With shock we witnessed severe police brutality towards Kenyan protesters earlier this month. We stand with those who have condemned these acts of brutality, and call for respect for the right to protest by Kenyan authorities.

In Egypt,152 people were sentenced for breaking a draconian law that effectively bans protests, also this month. The country’s compromised judges are in the habit of handing down severe penalties to dissenters and critics of the regime after brief hearings marked by procedural irregularities. The judiciary has been drawn fully into the state’s apparatus of repression and now appears to exist simply to process those brought before it for sentencing.

The highly publicised trial and sentencing of the three Al-Jazeera journalists – Peter Greste, Baher Mohammed and Mohamed Fahmy – showed just how farcical the courts in Egypt have become. Their trial was presided over by the notorious Mohammed Nagy Shehata, Egypt’s “Executioner Judge”, who seemed to relish his minor celebrity status by sporting dark glasses in court and who is said to have sarcastically told the journalists “Happy World Press Freedom Day”. Over a year ago, Shehata ratified the mass death sentence of 183 supporters of the Muslim Brotherhood and, days later, sentenced 230 people to life in prison over their alleged role in a mass sit-in, to which police responded with live ammunition.

On the pretext of combating “terrorism”, the security forces stamp out dissent with extreme brutality and almost total impunity, filling the country’s prisons with political prisoners and activists whose only offence has been to stand up against the regime. Egypt is currently one of the world’s biggest jailers of journalists, most of them locked up on trumped up charges.  

The Angolan authorities show similar contempt for fundamental rights. As in Egypt, the Angolan judiciary is used for political ends.
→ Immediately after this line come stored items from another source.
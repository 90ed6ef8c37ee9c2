use std::sync::atomic::{AtomicBool, Ordering};
use std::sync::mpsc;
use std::sync::Arc;
use std::thread::JoinHandle;

use tracing::{info, warn};

use crate::error::{PendulumError, Result};
use crate::io::source::VideoSource;

use super::config::TrackerConfig;
use super::events::{FinishReason, TrackerEvent};
use super::session::{RunRecord, TrackingSession};
use super::shared::ThresholdHandle;

/// Pull frames from `source` until it ends, fails, or `stop` is set.
///
/// Events go to `tx`; a dropped receiver is ignored. The source is dropped
/// before `Finished` is sent.
pub fn run_tracker<S: VideoSource>(
    mut source: S,
    config: TrackerConfig,
    thresholds: &ThresholdHandle,
    stop: &AtomicBool,
    tx: &mpsc::Sender<TrackerEvent>,
) -> (RunRecord, FinishReason) {
    let (width, height) = source.dimensions();
    let mut session = TrackingSession::new(config, source.frame_rate());
    info!(
        width,
        height,
        fps = session.frame_rate(),
        "Tracking started"
    );

    let reason = loop {
        if stop.load(Ordering::Relaxed) {
            break FinishReason::Stopped;
        }

        let frame = match source.next_frame() {
            Ok(Some(frame)) => frame,
            Ok(None) => break FinishReason::EndOfStream,
            Err(e) => {
                warn!(error = %e, frame = session.frames_processed(), "Frame acquisition failed");
                break FinishReason::SourceError(e.to_string());
            }
        };

        let hsv = thresholds.get();
        let outcome = session.process(frame, &hsv);

        let _ = tx.send(TrackerEvent::Frame {
            frame_index: outcome.frame_index,
            detection: outcome.detection,
            payload: outcome.payload,
        });
        if let Some(sample) = outcome.sample {
            let _ = tx.send(TrackerEvent::Sample(sample));
        }
        if let Some(geometry) = outcome.geometry {
            let _ = tx.send(TrackerEvent::Geometry(geometry));
        }
    };

    drop(source);
    let record = session.into_record();
    info!(
        frames = record.frames_processed,
        samples = record.samples.len(),
        series = record.series.len(),
        reason = %reason,
        "Tracking finished"
    );

    let _ = tx.send(TrackerEvent::Finished {
        frames: record.frames_processed,
        samples: record.samples.len(),
        reason: reason.clone(),
    });

    (record, reason)
}

/// Control side of a running tracker thread.
pub struct TrackerHandle {
    stop: Arc<AtomicBool>,
    thresholds: ThresholdHandle,
    thread: JoinHandle<(RunRecord, FinishReason)>,
}

impl TrackerHandle {
    /// Ask the worker to stop at the next frame boundary.
    pub fn stop(&self) {
        self.stop.store(true, Ordering::Relaxed);
    }

    pub fn thresholds(&self) -> &ThresholdHandle {
        &self.thresholds
    }

    pub fn is_finished(&self) -> bool {
        self.thread.is_finished()
    }

    /// Wait for the worker and take its record.
    pub fn join(self) -> Result<(RunRecord, FinishReason)> {
        self.thread.join().map_err(|_| PendulumError::WorkerPanicked)
    }
}

/// Start a tracker on its own thread.
pub fn spawn_tracker<S: VideoSource + 'static>(
    source: S,
    config: TrackerConfig,
    thresholds: ThresholdHandle,
) -> Result<(TrackerHandle, mpsc::Receiver<TrackerEvent>)> {
    let (tx, rx) = mpsc::channel();
    let stop = Arc::new(AtomicBool::new(false));

    let worker_stop = Arc::clone(&stop);
    let worker_thresholds = thresholds.clone();
    let thread = std::thread::Builder::new()
        .name("pendulum-tracker".into())
        .spawn(move || run_tracker(source, config, &worker_thresholds, &worker_stop, &tx))?;

    Ok((
        TrackerHandle {
            stop,
            thresholds,
            thread,
        },
        rx,
    ))
}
In March this year, 17 youths were given jail terms of between two and eight years – essentially for reading a well-known book by author Gene Sharp on non-violent civil resistance. They were charged for allegedly planning a plot to topple President José Eduardo dos Santos. The charges stemmed from a June 2015 meeting in which the group discussed the book.
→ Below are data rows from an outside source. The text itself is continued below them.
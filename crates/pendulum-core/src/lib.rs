pub mod color;
pub mod consts;
pub mod detection;
pub mod error;
pub mod filters;
pub mod fit;
pub mod frame;
pub mod io;
pub mod physics;
pub mod segment;
pub mod tracker;
pub mod transform;
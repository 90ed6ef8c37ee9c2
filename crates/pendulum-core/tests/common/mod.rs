#![allow(dead_code)]

use pendulum_core::frame::Frame;
use pendulum_core::io::ser::SER_HEADER_SIZE;

/// Crimson: hue 174, well inside the default threshold band.
pub const BOB_COLOR: [u8; 3] = [220, 20, 60];
/// Neutral gray, zero saturation.
pub const BACKGROUND: [u8; 3] = [200, 200, 200];

/// Frame with a filled disc drawn over a uniform background.
pub fn disc_frame(
    width: usize,
    height: usize,
    center: (f64, f64),
    radius: f64,
    color: [u8; 3],
    background: [u8; 3],
) -> Frame {
    let mut frame = Frame::filled(width, height, background);
    let r_sq = radius * radius;
    for row in 0..height {
        for col in 0..width {
            let dx = col as f64 - center.0;
            let dy = row as f64 - center.1;
            if dx * dx + dy * dy <= r_sq {
                frame.set_pixel(row, col, color);
            }
        }
    }
    frame
}

/// Bob position of a synthetic pendulum hanging from `pivot` with arm
/// `length`, swinging horizontally as `amplitude * cos(omega * t)`.
pub fn pendulum_position(
    pivot: (f64, f64),
    length: f64,
    amplitude: f64,
    omega: f64,
    t: f64,
) -> (f64, f64) {
    let dx = amplitude * (omega * t).cos();
    let dy = (length * length - dx * dx).sqrt();
    (pivot.0 + dx, pivot.1 + dy)
}

/// `count` frames of a swinging crimson bob sampled at `fps`.
pub fn pendulum_frames(count: usize, fps: f64) -> Vec<Frame> {
    (0..count)
        .map(|i| {
            let t = i as f64 / fps;
            let center = pendulum_position((160.0, 20.0), 150.0, 50.0, std::f64::consts::PI, t);
            disc_frame(320, 240, center, 10.0, BOB_COLOR, BACKGROUND)
        })
        .collect()
}

/// `count` 400x240 frames of a bob sliding along a horizontal line,
/// `x = 50 cos(pi t) + 300` at fixed `y = 120`.
pub fn horizontal_frames(count: usize, fps: f64) -> Vec<Frame> {
    (0..count)
        .map(|i| {
            let t = i as f64 / fps;
            let x = 50.0 * (std::f64::consts::PI * t).cos() + 300.0;
            disc_frame(400, 240, (x, 120.0), 10.0, BOB_COLOR, BACKGROUND)
        })
        .collect()
}

/// Build a SER file header with configurable bit depth and color mode.
///
/// `color_id`: 0=MONO, 8=BAYER_RGGB, 100=RGB, 101=BGR
pub fn build_ser_header_full(
    width: u32,
    height: u32,
    bit_depth: u32,
    num_frames: usize,
    color_id: i32,
) -> Vec<u8> {
    let mut buf = Vec::with_capacity(SER_HEADER_SIZE);

    // Magic (14 bytes)
    buf.extend_from_slice(b"LUCAM-RECORDER");
    // LuID
    buf.extend_from_slice(&0i32.to_le_bytes());
    // ColorID
    buf.extend_from_slice(&color_id.to_le_bytes());
    // LittleEndian = 0
    buf.extend_from_slice(&0i32.to_le_bytes());
    buf.extend_from_slice(&(width as i32).to_le_bytes());
    buf.extend_from_slice(&(height as i32).to_le_bytes());
    buf.extend_from_slice(&(bit_depth as i32).to_le_bytes());
    buf.extend_from_slice(&(num_frames as i32).to_le_bytes());
    // Observer (40 bytes)
    let mut observer = [0u8; 40];
    observer[..4].copy_from_slice(b"Test");
    buf.extend_from_slice(&observer);
    // Instrument, Telescope (40 bytes each)
    buf.extend_from_slice(&[0u8; 40]);
    buf.extend_from_slice(&[0u8; 40]);
    // DateTime, DateTimeUTC
    buf.extend_from_slice(&0u64.to_le_bytes());
    buf.extend_from_slice(&0u64.to_le_bytes());

    assert_eq!(buf.len(), SER_HEADER_SIZE);
    buf
}

/// Complete SER buffer: header followed by raw frame bytes.
pub fn build_ser(
    width: u32,
    height: u32,
    bit_depth: u32,
    color_id: i32,
    frames: &[Vec<u8>],
) -> Vec<u8> {
    let mut buf = build_ser_header_full(width, height, bit_depth, frames.len(), color_id);
    for frame in frames {
        buf.extend_from_slice(frame);
    }
    buf
}

/// Append a timestamp trailer (100 ns ticks, one per frame).
pub fn append_timestamps(buf: &mut Vec<u8>, ticks: &[u64]) {
    for t in ticks {
        buf.extend_from_slice(&t.to_le_bytes());
    }
}

/// Write a buffer to a temporary file that lives as long as the handle.
pub fn write_temp(data: &[u8]) -> tempfile::NamedTempFile {
    use std::io::Write;
    let mut f = tempfile::NamedTempFile::new().expect("create temp file");
    f.write_all(data).expect("write data");
    f.flush().expect("flush");
    f
}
Last year, in what was essentially a show trial, a Luanda court sentenced journalist Rafael Marques de Morais to a six months suspended sentence for criminal libel. Marques was persecuted for exposing serious human rights abuses in Angola’s diamond mining areas that implicated the country’s top generals. The judiciary duly acted on the generals’ bidding.

We remember Eritrean journalist Seyoum Tsehaye, incarcerated now for 14 years – the longest served sentence by any journalist in Africa. We call on the Afweri regime to release him immediately.

This Africa Day, we express our admiration and solidarity for the many other courageous activists, journalists and bloggers across Africa who refuse to be silenced, even in the face of serious danger to their own lives. We remain mindful that the noble ideal of free expression in South Africa, enshrined in our constitution and Article 9 of the African Charter on Human and Peoples’ Rights was hard won and must be determinedly defended.

We call on the South African government to actively promote free expression at home and abroad, whether practiced in the form of peaceful protest, a critical media, or any other form of expression. We demand the African Union show greater commitment to promoting protection of journalists and encourage freedom of expression.